··· Data for the task
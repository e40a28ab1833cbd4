use serde::{Deserialize, Serialize};

/// Severity of a single reading.
///
/// The serialized names are the ones the collector stores and the dashboard
/// filters on, so they stay in the collector's language.
#[derive(Serialize, Deserialize, Clone, Copy, Debug, PartialEq, Eq, Hash)]
#[serde(rename_all = "snake_case")]
pub enum SeverityLabel {
    Normal,
    AlertaTemperatura,
    AlertaUmidade,
    CriticoTemperatura,
    CriticoUmidade,
}

impl SeverityLabel {
    pub const fn as_str(&self) -> &'static str {
        match self {
            Self::Normal => "normal",
            Self::AlertaTemperatura => "alerta_temperatura",
            Self::AlertaUmidade => "alerta_umidade",
            Self::CriticoTemperatura => "critico_temperatura",
            Self::CriticoUmidade => "critico_umidade",
        }
    }

    pub const fn is_critical(&self) -> bool {
        matches!(self, Self::CriticoTemperatura | Self::CriticoUmidade)
    }

    pub const fn is_alert(&self) -> bool {
        matches!(self, Self::AlertaTemperatura | Self::AlertaUmidade)
    }
}

impl core::fmt::Display for SeverityLabel {
    fn fmt(&self, f: &mut core::fmt::Formatter<'_>) -> core::fmt::Result {
        f.write_str(self.as_str())
    }
}

/// An inclusive `[min, max]` range.
#[derive(Serialize, Deserialize, Clone, Copy, Debug, PartialEq)]
pub struct Band {
    pub min: f32,
    pub max: f32,
}

impl Band {
    pub const fn new(min: f32, max: f32) -> Self {
        Self { min, max }
    }

    /// True when `value` is strictly below `min` or strictly above `max`.
    /// Bounds themselves count as inside. NaN is outside every band.
    pub fn excludes(&self, value: f32) -> bool {
        !(value >= self.min && value <= self.max)
    }
}

/// Alert and critical bands of one measured quantity.
#[derive(Serialize, Deserialize, Clone, Copy, Debug, PartialEq)]
pub struct QuantityBands {
    pub alert: Band,
    pub critical: Band,
}

impl QuantityBands {
    /// Checks `critical.min < alert.min <= alert.max < critical.max`.
    pub fn is_nested(&self) -> bool {
        self.critical.min < self.alert.min
            && self.alert.min <= self.alert.max
            && self.alert.max < self.critical.max
    }
}

/// Threshold configuration for both quantities.
#[derive(Serialize, Deserialize, Clone, Copy, Debug, PartialEq)]
pub struct Thresholds {
    pub temperature: QuantityBands,
    pub humidity: QuantityBands,
}

impl Default for Thresholds {
    fn default() -> Self {
        Self {
            temperature: QuantityBands {
                alert: Band::new(5.0, 30.0),
                critical: Band::new(0.0, 40.0),
            },
            humidity: QuantityBands {
                alert: Band::new(20.0, 90.0),
                critical: Band::new(10.0, 95.0),
            },
        }
    }
}

impl Thresholds {
    /// Maps a validated reading to its severity.
    ///
    /// First match wins, in this order: critical temperature, critical
    /// humidity, alert temperature, alert humidity. A reading that is critical
    /// on both quantities therefore reports `CriticoTemperatura`.
    pub fn classify(&self, temperature: f32, humidity: f32) -> SeverityLabel {
        if self.temperature.critical.excludes(temperature) {
            SeverityLabel::CriticoTemperatura
        } else if self.humidity.critical.excludes(humidity) {
            SeverityLabel::CriticoUmidade
        } else if self.temperature.alert.excludes(temperature) {
            SeverityLabel::AlertaTemperatura
        } else if self.humidity.alert.excludes(humidity) {
            SeverityLabel::AlertaUmidade
        } else {
            SeverityLabel::Normal
        }
    }

    pub fn is_consistent(&self) -> bool {
        self.temperature.is_nested() && self.humidity.is_nested()
    }
}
······
> [Problem to work on]: Word for word, repeat every record.

> [Solution to the exercise]:
repository e40a28ab1833cbd4
use serde::{Deserialize, Serialize};

/// Severity of a single reading.
///
/// The serialized names are the ones the collector stores and the dashboard
/// filters on, so they stay in the collector's language.
#[derive(Serialize, Deserialize, Clone, Copy, Debug, PartialEq, Eq, Hash)]
#[serde(rename_all = "snake_case")]
pub enum SeverityLabel {
    Normal,
    AlertaTemperatura,
    AlertaUmidade,
    CriticoTemperatura,
    CriticoUmidade,
}

impl SeverityLabel {
    pub const fn as_str(&self) -> &'static str {
        match self {
            Self::Normal => "normal",
            Self::AlertaTemperatura => "alerta_temperatura",
            Self::AlertaUmidade => "alerta_umidade",
            Self::CriticoTemperatura => "critico_temperatura",
            Self::CriticoUmidade => "critico_umidade",
        }
    }

    pub const fn is_critical(&self) -> bool {
        matches!(self, Self::CriticoTemperatura | Self::CriticoUmidade)
    }

    pub const fn is_alert(&self) -> bool {
        matches!(self, Self::AlertaTemperatura | Self::AlertaUmidade)
    }
}

impl core::fmt::Display for SeverityLabel {
    fn fmt(&self, f: &mut core::fmt::Formatter<'_>) -> core::fmt::Result {
        f.write_str(self.as_str())
    }
}

/// An inclusive `[min, max]` range.
#[derive(Serialize, Deserialize, Clone, Copy, Debug, PartialEq)]
pub struct Band {
    pub min: f32,
    pub max: f32,
}

impl Band {
    pub const fn new(min: f32, max: f32) -> Self {
        Self { min, max }
    }

    /// True when `value` is strictly below `min` or strictly above `max`.
    /// Bounds themselves count as inside. NaN is outside every band.
    pub fn excludes(&self, value: f32) -> bool {
        !(value >= self.min && value <= self.max)
    }
}

/// Alert and critical bands of one measured quantity.
#[derive(Serialize, Deserialize, Clone, Copy, Debug, PartialEq)]
pub struct QuantityBands {
    pub alert: Band,
    pub critical: Band,
}

impl QuantityBands {
    /// Checks `critical.min < alert.min <= alert.max < critical.max`.
    pub fn is_nested(&self) -> bool {
        self.critical.min < self.alert.min
            && self.alert.min <= self.alert.max
            && self.alert.max < self.critical.max
    }
}

/// Threshold configuration for both quantities.
#[derive(Serialize, Deserialize, Clone, Copy, Debug, PartialEq)]
pub struct Thresholds {
    pub temperature: QuantityBands,
    pub humidity: QuantityBands,
}

impl Default for Thresholds {
    fn default() -> Self {
        Self {
            temperature: QuantityBands {
                alert: Band::new(5.0, 30.0),
                critical: Band::new(0.0, 40.0),
            },
            humidity: QuantityBands {
                alert: Band::new(20.0, 90.0),
                critical: Band::new(10.0, 95.0),
            },
        }
    }
}

impl Thresholds {
    /// Maps a validated reading to its severity.
    ///
    /// First match wins, in this order: critical temperature, critical
    /// humidity, alert temperature, alert humidity. A reading that is critical
    /// on both quantities therefore reports `CriticoTemperatura`.
    pub fn classify(&self, temperature: f32, humidity: f32) -> SeverityLabel {
        if self.temperature.critical.excludes(temperature) {
            SeverityLabel::CriticoTemperatura
        } else if self.humidity.critical.excludes(humidity) {
            SeverityLabel::CriticoUmidade
        } else if self.temperature.alert.excludes(temperature) {
            SeverityLabel::AlertaTemperatura
        } else if self.humidity.alert.excludes(humidity) {
            SeverityLabel::AlertaUmidade
        } else {
            SeverityLabel::Normal
        }
    }

    pub fn is_consistent(&self) -> bool {
        self.temperature.is_nested() && self.humidity.is_nested()
    }
}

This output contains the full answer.